I HAVE GIVEN MY Mac and Cheese addiction to my Irish-American offspring. Those two pre-teens like it more than pizza. Now I discover from Maura Judkis in the Washington Post [1] that our family macaroni and cheese of choice isn't haut cuisine.
Maura "set out to try some of the most popular store-bought macaroni and cheeses (and) quickly learned: The difference between a good mac and cheese and a bad mac and cheese is as vast as the ocean is wide. And after a few tastes of these mac and cheeses, we wondered whether that ocean was actually orange and whether we were drowning in it".
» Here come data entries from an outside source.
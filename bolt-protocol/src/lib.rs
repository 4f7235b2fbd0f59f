//! # bolt-protocol
//!
//! Wire protocol implementation for the Bolt RPC protocol (v1 and v2).
//!
//! This crate provides:
//! - Packet framing with optional CRC32 validation (v2)
//! - Header key/value block codec
//! - SofaRequest / SofaResponse content over Hessian 2.0, and a protobuf
//!   boundary driven by caller supplied codecs
//! - An incremental [`StreamDecoder`] and a backpressure aware [`StreamEncoder`]
//! - Response status codes and protocol errors

pub mod codec;
pub mod content;
pub mod decoder;
pub mod encoder;
pub mod error;
pub mod frame;
pub mod headers;
pub mod id;
pub mod message;

pub use codec::{EncodeOptions, PacketCodec};
pub use decoder::StreamDecoder;
pub use encoder::{Completion, PacketSink, SinkStatus, StreamEncoder, WriteBuffer, WriteReceipt};
pub use error::{DecodeError, ProtocolError, ResponseStatus};
pub use frame::{BoltProtocol, CodecType, CommandCode, FrameHeader, RpcType, MAX_FRAME_SIZE};
pub use headers::{HeaderCodec, HeaderMap};
pub use id::PacketIdGenerator;
pub use message::{
    AppResponse, HeartbeatAckPacket, HeartbeatPacket, Packet, PacketKind, PacketMeta,
    PacketOptions, RemoteError, RequestContext, RequestPacket, ResponseBody, ResponsePacket,
    RpcRequest, RpcResponse,
};
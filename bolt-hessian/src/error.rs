//! Serialization error types.

use thiserror::Error;

/// Errors raised while encoding or decoding a Hessian object graph.
#[derive(Debug, Error)]
pub enum HessianError {
    #[error("type mismatch: expected {expected}, got {found}")]
    TypeMismatch { expected: String, found: &'static str },

    #[error("value {value} out of range for {target}")]
    OutOfRange { value: String, target: &'static str },

    #[error("invalid date string: {0}")]
    InvalidDate(String),

    #[error("unexpected end of input at offset {offset}: need {needed} more bytes")]
    UnexpectedEof { offset: usize, needed: usize },

    #[error("unknown tag {tag:#04x} at offset {offset}")]
    UnknownTag { tag: u8, offset: usize },

    #[error("invalid UTF-8 in string at offset {0}")]
    InvalidUtf8(usize),

    #[error("reference #{0} is not resolved")]
    UnresolvedReference(u32),

    #[error("unknown class definition #{0}")]
    UnknownClassDefinition(u32),

    #[error("unknown type reference #{0}")]
    UnknownTypeReference(u32),

    #[error("length {0} exceeds the wire limit")]
    LengthOverflow(usize),

    #[error("nesting exceeds the depth limit of {0}")]
    DepthLimitExceeded(usize),

    #[error("map key must be a string for object class {0}")]
    NonStringFieldName(String),
}

pub type Result<T> = std::result::Result<T, HessianError>;
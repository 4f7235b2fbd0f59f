//! Hessian 1.0 / 2.0 decoder.
//!
//! Decoding is driven entirely by wire tags; no descriptor is needed.

use crate::descriptor::Version;
use crate::error::{HessianError, Result};
use crate::value::{List, Map, Object, Value};
use bytes::Bytes;
use chrono::{DateTime, TimeZone, Utc};
use std::sync::Arc;

/// Default limit on composite nesting.
pub const DEFAULT_MAX_DEPTH: usize = 128;

struct ClassDefinition {
    name: String,
    fields: Vec<String>,
}

/// Pull decoder over a borrowed byte slice.
pub struct HessianReader<'a> {
    buf: &'a [u8],
    pos: usize,
    version: Version,
    /// Composites in the order they were opened; `None` while still being read.
    refs: Vec<Option<Value>>,
    types: Vec<String>,
    classes: Vec<ClassDefinition>,
    depth: usize,
    max_depth: usize,
}
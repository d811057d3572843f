//! crablapse: webcam timelapse capture and video assembly
//!
//! Captures still frames from a webcam on a fixed cadence, persists them
//! as individually named JPEG files, and assembles each capture session
//! into an H.264 timelapse video by invoking ffmpeg.
//!
//! # Design
//! - The frames directory is the only durable state: session numbering
//!   and capture progress are derived from frame filenames, so nothing can
//!   drift out of sync with the frames actually on disk.
//! - Frames carry per-session sequence numbers assigned in strict capture
//!   order; renders always feed ffmpeg in that order.
//! - Interruption is cooperative: termination signals set a flag, the
//!   capture loop winds down within ~100ms, and the partial session is
//!   rendered before exit.
//!
//! # Usage
//! ```rust,no_run
//! use crablapse::{RunMode, TimelapseConfig, TimelapseController};
//! use std::sync::atomic::AtomicBool;
//! use std::sync::Arc;
//!
//! let config = TimelapseConfig::load_or_default();
//! let cancel = Arc::new(AtomicBool::new(false));
//! let controller = TimelapseController::new(config, cancel);
//! controller.run(RunMode::Capture).expect("timelapse run failed");
//! ```
pub mod camera;
pub mod capture;
pub mod config;
pub mod controller;
pub mod errors;
pub mod render;
pub mod session;
pub mod store;
pub mod transform;

// Re-exports for convenience
pub use config::TimelapseConfig;
pub use controller::{RunMode, TimelapseController};
pub use errors::TimelapseError;
pub use render::RenderPipeline;
pub use session::SessionLedger;
pub use store::FrameStore;

/// Initialize logging for the timelapse process
pub fn init_logging() {
    if std::env::var("RUST_LOG").is_err() {
        std::env::set_var("RUST_LOG", "crablapse=info");
    }
    let _ = env_logger::try_init();
}

/// Version information
pub const VERSION: &str = env!("CARGO_PKG_VERSION");
pub const NAME: &str = env!("CARGO_PKG_NAME");
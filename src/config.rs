//! Configuration management for crablapse
//!
//! Provides configuration loading and validation for capture cadence,
//! storage locations, encoder settings, and the optional portrait output.

use crate::errors::TimelapseError;
use serde::{Deserialize, Serialize};
use std::fs;
use std::path::{Path, PathBuf};

/// Root configuration structure
#[derive(Debug, Clone, Serialize, Deserialize)]
pub struct TimelapseConfig {
    pub capture: CaptureConfig,
    pub storage: StorageConfig,
    pub render: RenderConfig,
    pub output: OutputConfig,
}

/// Capture loop configuration
#[derive(Debug, Clone, Serialize, Deserialize)]
pub struct CaptureConfig {
    /// Seconds between successive frame captures
    pub interval_secs: u64,
    /// Total capture window per session, in seconds
    pub duration_secs: u64,
    /// Camera device indices to try, in order
    pub device_indices: Vec<u32>,
}

/// Frame storage configuration
#[derive(Debug, Clone, Serialize, Deserialize)]
pub struct StorageConfig {
    /// Directory holding captured frame files
    pub frames_dir: String,
    /// Directory receiving assembled videos
    pub video_dir: String,
    /// JPEG quality (1-100)
    pub jpeg_quality: u8,
    /// Write attempts per frame before giving up
    pub write_attempts: u32,
    /// Delay between write attempts in milliseconds
    pub write_retry_delay_ms: u64,
}

/// Video assembly configuration
#[derive(Debug, Clone, Serialize, Deserialize)]
pub struct RenderConfig {
    /// Output frame rate
    pub fps: u32,
    /// x264 constant rate factor (0-51)
    pub crf: u32,
    /// x264 preset name
    pub preset: String,
    /// Encoder binary to invoke
    pub ffmpeg_path: String,
}

/// Output geometry configuration
#[derive(Debug, Clone, Serialize, Deserialize)]
pub struct OutputConfig {
    /// Rotate, crop, and scale frames to a portrait canvas
    pub portrait: bool,
    /// Portrait canvas width
    pub width: u32,
    /// Portrait canvas height
    pub height: u32,
}

impl Default for TimelapseConfig {
    fn default() -> Self {
        Self {
            capture: CaptureConfig {
                interval_secs: 20,
                duration_secs: 2 * 60 * 60,
                device_indices: vec![0, 1, 2],
            },
            storage: StorageConfig {
                frames_dir: "frames".to_string(),
                video_dir: "videos".to_string(),
                jpeg_quality: 90,
                write_attempts: 3,
                write_retry_delay_ms: 100,
            },
            render: RenderConfig {
                fps: 25,
                crf: 23,
                preset: "fast".to_string(),
                ffmpeg_path: "ffmpeg".to_string(),
            },
            output: OutputConfig {
                portrait: false,
                width: 720,
                height: 1280,
            },
        }
    }
}

impl TimelapseConfig {
    /// Load configuration from TOML file
    pub fn load_from_file<P: AsRef<Path>>(path: P) -> Result<Self, TimelapseError> {
        let path = path.as_ref();

        if !path.exists() {
            log::info!("Config file not found at {:?}, using defaults", path);
            return Ok(Self::default());
        }

        let contents = fs::read_to_string(path).map_err(|e| {
            TimelapseError::ConfigError(format!("Failed to read config file: {}", e))
        })?;

        let config: TimelapseConfig = toml::from_str(&contents).map_err(|e| {
            TimelapseError::ConfigError(format!("Failed to parse config file: {}", e))
        })?;

        log::info!("Loaded configuration from {:?}", path);
        Ok(config)
    }

    /// Get default config file path
    pub fn default_path() -> PathBuf {
        PathBuf::from("crablapse.toml")
    }

    /// Load from default location or fall back to defaults
    pub fn load_or_default() -> Self {
        Self::load_from_file(Self::default_path()).unwrap_or_else(|e| {
            log::warn!("Failed to load config, using defaults: {}", e);
            Self::default()
        })
    }

    /// Validate configuration values
    pub fn validate(&self) -> Result<(), String> {
        if self.capture.interval_secs == 0 {
            return Err("Capture interval must be at least 1 second".to_string());
        }
        if self.capture.duration_secs == 0 {
            return Err("Capture duration must be at least 1 second".to_string());
        }
        if self.capture.device_indices.is_empty() {
            return Err("At least one camera device index is required".to_string());
        }

        if self.storage.jpeg_quality == 0 || self.storage.jpeg_quality > 100 {
            return Err("JPEG quality must be between 1 and 100".to_string());
        }
        if self.storage.write_attempts == 0 {
            return Err("Write attempts must be at least 1".to_string());
        }

        if self.render.fps == 0 || self.render.fps > 240 {
            return Err("FPS must be between 1 and 240".to_string());
        }
        if self.render.crf > 51 {
            return Err("CRF must be between 0 and 51".to_string());
        }
        if self.render.preset.is_empty() {
            return Err("Encoder preset must not be empty".to_string());
        }

        if self.output.width == 0 || self.output.height == 0 {
            return Err("Invalid output dimensions".to_string());
        }

        Ok(())
    }
}
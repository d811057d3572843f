//! Fixed-cadence capture loop
//!
//! Drives the camera for one session: pulls a frame every interval until
//! the configured duration elapses or cancellation is requested, handing
//! each frame a monotonically increasing sequence number. Sequence numbers
//! start at 0 and are never reused within a session.

use crate::camera::CaptureDevice;
use crate::config::CaptureConfig;
use crate::errors::TimelapseError;
use crate::store::FrameStore;
use crate::transform::PortraitTransform;
use std::sync::atomic::{AtomicBool, Ordering};
use std::sync::Arc;
use std::thread;
use std::time::{Duration, Instant};

/// Granularity at which waits re-check the cancellation flag.
const CANCEL_POLL: Duration = Duration::from_millis(100);

/// Pause after a failed frame pull before trying again.
const PULL_RETRY_DELAY: Duration = Duration::from_secs(1);

pub struct CaptureLoop {
    store: FrameStore,
    interval: Duration,
    duration: Duration,
    device_indices: Vec<u32>,
    transform: Option<PortraitTransform>,
    cancel: Arc<AtomicBool>,
}

impl CaptureLoop {
    pub fn new(
        config: &CaptureConfig,
        store: FrameStore,
        transform: Option<PortraitTransform>,
        cancel: Arc<AtomicBool>,
    ) -> Self {
        Self {
            store,
            interval: Duration::from_secs(config.interval_secs),
            duration: Duration::from_secs(config.duration_secs),
            device_indices: config.device_indices.clone(),
            transform,
            cancel,
        }
    }

    /// Capture frames for one session and return how many were written.
    ///
    /// The device handle is released when this returns, on the success,
    /// error, and cancellation paths alike.
    pub fn run(&self, session_id: u64) -> Result<u32, TimelapseError> {
        let mut device = CaptureDevice::open(&self.device_indices)?;
        log::info!(
            "Session {}: capturing every {:?} for up to {:?} on device {}",
            session_id,
            self.interval,
            self.duration,
            device.index()
        );

        let started = Instant::now();
        let mut frame_count: u32 = 0;

        while !self.cancelled() && started.elapsed() < self.duration {
            let frame = match device.capture_frame() {
                Ok(frame) => frame,
                Err(e) => {
                    // Transient device hiccup: retry without consuming a
                    // cadence slot or a sequence number.
                    log::warn!("Frame pull failed, retrying: {}", e);
                    self.wait(PULL_RETRY_DELAY);
                    continue;
                }
            };

            let frame = match &self.transform {
                Some(transform) => transform.apply(&frame),
                None => frame,
            };

            // A write failure here has already exhausted the store's local
            // retries; a hole in the sequence would corrupt playback order,
            // so the whole loop aborts.
            self.store.write_frame(session_id, frame_count, &frame)?;
            frame_count += 1;
            log::debug!("Session {}: frame {} written", session_id, frame_count);

            self.wait(self.interval);
        }

        log::info!(
            "Session {}: capture finished with {} frames",
            session_id,
            frame_count
        );
        Ok(frame_count)
    }

    fn cancelled(&self) -> bool {
        self.cancel.load(Ordering::SeqCst)
    }

    /// Sleep in short ticks so cancellation is honored within ~100ms
    /// rather than after a full cadence interval.
    fn wait(&self, total: Duration) {
        let deadline = Instant::now() + total;
        while !self.cancelled() {
            let now = Instant::now();
            if now >= deadline {
                break;
            }
            thread::sleep((deadline - now).min(CANCEL_POLL));
        }
    }
}
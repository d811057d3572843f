use std::fmt;

#[derive(Debug)]
pub enum TimelapseError {
    DeviceUnavailable(String),
    CaptureError(String),
    PersistenceError(String),
    NoFramesFound(u64),
    EncodeError(String),
    ConfigError(String),
}

impl fmt::Display for TimelapseError {
    fn fmt(&self, f: &mut fmt::Formatter) -> fmt::Result {
        match self {
            TimelapseError::DeviceUnavailable(msg) => write!(f, "Camera unavailable: {}", msg),
            TimelapseError::CaptureError(msg) => write!(f, "Capture error: {}", msg),
            TimelapseError::PersistenceError(msg) => write!(f, "Frame persistence error: {}", msg),
            TimelapseError::NoFramesFound(session) => {
                write!(f, "No frames found for session {}", session)
            }
            TimelapseError::EncodeError(msg) => write!(f, "Encoder error: {}", msg),
            TimelapseError::ConfigError(msg) => write!(f, "Configuration error: {}", msg),
        }
    }
}

impl std::error::Error for TimelapseError {}
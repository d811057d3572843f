//! Filesystem-backed frame storage
//!
//! Frames are the only durable record of a capture session: every query
//! about session identity or progress is answered by scanning this
//! directory. Filename formatting and parsing live here and nowhere else.
//!
//! Frame files are named `session_<id>_frame_<seq>_<timestamp>.jpg` with
//! the sequence number zero-padded to four digits.

use crate::config::StorageConfig;
use crate::errors::TimelapseError;
use chrono::Local;
use image::codecs::jpeg::JpegEncoder;
use image::RgbImage;
use std::collections::BTreeSet;
use std::fs::{self, File};
use std::path::{Path, PathBuf};
use std::thread;
use std::time::Duration;

#[derive(Debug, Clone)]
pub struct FrameStore {
    frames_dir: PathBuf,
    jpeg_quality: u8,
    write_attempts: u32,
    write_retry_delay: Duration,
}

impl FrameStore {
    pub fn new(storage: &StorageConfig) -> Self {
        Self {
            frames_dir: PathBuf::from(&storage.frames_dir),
            jpeg_quality: storage.jpeg_quality,
            write_attempts: storage.write_attempts.max(1),
            write_retry_delay: Duration::from_millis(storage.write_retry_delay_ms),
        }
    }

    pub fn frames_dir(&self) -> &Path {
        &self.frames_dir
    }

    /// Persist one frame, retrying on transient encode or I/O failure.
    ///
    /// The file is checked for existence after each attempt so a silently
    /// failed encode does not count as success.
    pub fn write_frame(
        &self,
        session_id: u64,
        sequence: u32,
        image: &RgbImage,
    ) -> Result<PathBuf, TimelapseError> {
        let timestamp = Local::now().format("%Y%m%d_%H%M%S").to_string();
        let path = self
            .frames_dir
            .join(format_frame_name(session_id, sequence, &timestamp));

        let mut last_error = String::new();
        for attempt in 1..=self.write_attempts {
            match self.encode_jpeg(&path, image) {
                Ok(()) if path.exists() => return Ok(path),
                Ok(()) => last_error = format!("{} missing after write", path.display()),
                Err(e) => last_error = e.to_string(),
            }

            if attempt < self.write_attempts {
                log::warn!(
                    "Write attempt {}/{} for frame {} of session {} failed: {}",
                    attempt,
                    self.write_attempts,
                    sequence,
                    session_id,
                    last_error
                );
                thread::sleep(self.write_retry_delay);
            }
        }

        Err(TimelapseError::PersistenceError(format!(
            "Failed to save frame {} of session {} after {} attempts: {}",
            sequence, session_id, self.write_attempts, last_error
        )))
    }

    fn encode_jpeg(&self, path: &Path, image: &RgbImage) -> Result<(), image::ImageError> {
        let mut file = File::create(path)?;
        let encoder = JpegEncoder::new_with_quality(&mut file, self.jpeg_quality);
        image.write_with_encoder(encoder)
    }

    /// All frame files for a session, ordered by the sequence number
    /// embedded in the filename.
    ///
    /// Directory enumeration order is unspecified and frame timestamps
    /// only have second resolution, so neither is used for ordering.
    pub fn list_frames(&self, session_id: u64) -> Vec<PathBuf> {
        let mut frames: Vec<(u32, PathBuf)> = self
            .scan()
            .into_iter()
            .filter(|(session, _, _)| *session == session_id)
            .map(|(_, sequence, path)| (sequence, path))
            .collect();
        frames.sort_by_key(|(sequence, _)| *sequence);
        frames.into_iter().map(|(_, path)| path).collect()
    }

    /// Distinct session ids present in the store, ascending.
    pub fn list_sessions(&self) -> Vec<u64> {
        let sessions: BTreeSet<u64> = self
            .scan()
            .into_iter()
            .map(|(session, _, _)| session)
            .collect();
        sessions.into_iter().collect()
    }

    /// Best-effort removal of a session's frames. Individual failures are
    /// logged and skipped; a later render pass can retry the cleanup.
    pub fn delete_frames(&self, session_id: u64) {
        for path in self.list_frames(session_id) {
            if let Err(e) = fs::remove_file(&path) {
                log::warn!("Failed to delete frame {}: {}", path.display(), e);
            }
        }
    }

    /// Location of the transient encoder playlist for a session.
    pub fn playlist_path(&self, session_id: u64) -> PathBuf {
        self.frames_dir.join(format!("ffmpeg_list_{}.txt", session_id))
    }

    /// Scan the frames directory, yielding (session, sequence, path) for
    /// every parseable frame file. Unparseable names are ignored.
    fn scan(&self) -> Vec<(u64, u32, PathBuf)> {
        let entries = match fs::read_dir(&self.frames_dir) {
            Ok(entries) => entries,
            Err(_) => return Vec::new(),
        };

        let mut frames = Vec::new();
        for entry in entries.flatten() {
            let name = entry.file_name();
            let Some(name) = name.to_str() else { continue };
            if let Some((session, sequence)) = parse_frame_name(name) {
                frames.push((session, sequence, entry.path()));
            }
        }
        frames
    }
}

fn format_frame_name(session_id: u64, sequence: u32, timestamp: &str) -> String {
    format!(
        "session_{}_frame_{:04}_{}.jpg",
        session_id, sequence, timestamp
    )
}

/// Parse `session_<id>_frame_<seq>_<timestamp>.jpg` into (id, seq).
fn parse_frame_name(name: &str) -> Option<(u64, u32)> {
    let stem = name.strip_suffix(".jpg")?;
    let mut parts = stem.split('_');
    if parts.next()? != "session" {
        return None;
    }
    let session = parts.next()?.parse::<u64>().ok()?;
    if parts.next()? != "frame" {
        return None;
    }
    let sequence = parts.next()?.parse::<u32>().ok()?;
    // Remainder is the capture timestamp; presence is enough.
    parts.next()?;
    Some((session, sequence))
}
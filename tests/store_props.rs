use crablapse::config::TimelapseConfig;
use crablapse::session::SessionLedger;
use crablapse::store::FrameStore;
use proptest::prelude::*;
use std::fs;
use tempfile::TempDir;

fn store_in(dir: &TempDir) -> FrameStore {
    let mut config = TimelapseConfig::default();
    config.storage.frames_dir = dir.path().to_string_lossy().into_owned();
    FrameStore::new(&config.storage)
}

fn unique_sequences() -> impl Strategy<Value = Vec<u32>> {
    proptest::collection::hash_set(0u32..1000, 1..32)
        .prop_map(|set| set.into_iter().collect::<Vec<_>>())
        .prop_shuffle()
}

proptest! {
    /// Listing order depends only on the embedded sequence number, never
    /// on the order frames were written in.
    #[test]
    fn prop_list_frames_sorted_for_any_write_order(sequences in unique_sequences()) {
        let dir = TempDir::new().unwrap();
        let store = store_in(&dir);

        for &sequence in &sequences {
            let name = format!("session_1_frame_{:04}_20260101_000000.jpg", sequence);
            fs::write(dir.path().join(name), b"").unwrap();
        }

        let listed: Vec<u32> = store
            .list_frames(1)
            .iter()
            .map(|path| {
                let name = path.file_name().unwrap().to_string_lossy().into_owned();
                name.split('_').nth(3).unwrap().parse().unwrap()
            })
            .collect();

        let mut expected = sequences.clone();
        expected.sort_unstable();
        prop_assert_eq!(listed, expected);
    }

    /// Session numbering is always max+1 over whatever is on disk.
    #[test]
    fn prop_next_session_id_is_max_plus_one(
        sessions in proptest::collection::hash_set(1u64..500, 0..12)
    ) {
        let dir = TempDir::new().unwrap();
        let store = store_in(&dir);

        for &session in &sessions {
            let name = format!("session_{}_frame_0000_20260101_000000.jpg", session);
            fs::write(dir.path().join(name), b"").unwrap();
        }

        let ledger = SessionLedger::new(store);
        let expected = sessions.iter().max().map(|max| max + 1).unwrap_or(1);
        prop_assert_eq!(ledger.next_session_id(), expected);
    }
}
The WaPo Kitchen bought more mac and cheeses than I have ever tried before. They prepared them according to the instructions but didn't spike them with Kerrygold creamery butter, my hidden ingredient. In a blind tasting, a small panel savaged our Kraft kitchen collection.
According to the Washington Post, "Tasters said the cheese tastes like it was grown in a lab. It had an 'unpleasant aftertaste,' and one taster described it as 'the chaotic neutral of mac and cheeses.'" This dismal result lumped our Kraft preference along with Trader Joe's Wisconsin Cheddar Macaroni and Cheese under the title "The Worst Boxed Mac and Cheeses".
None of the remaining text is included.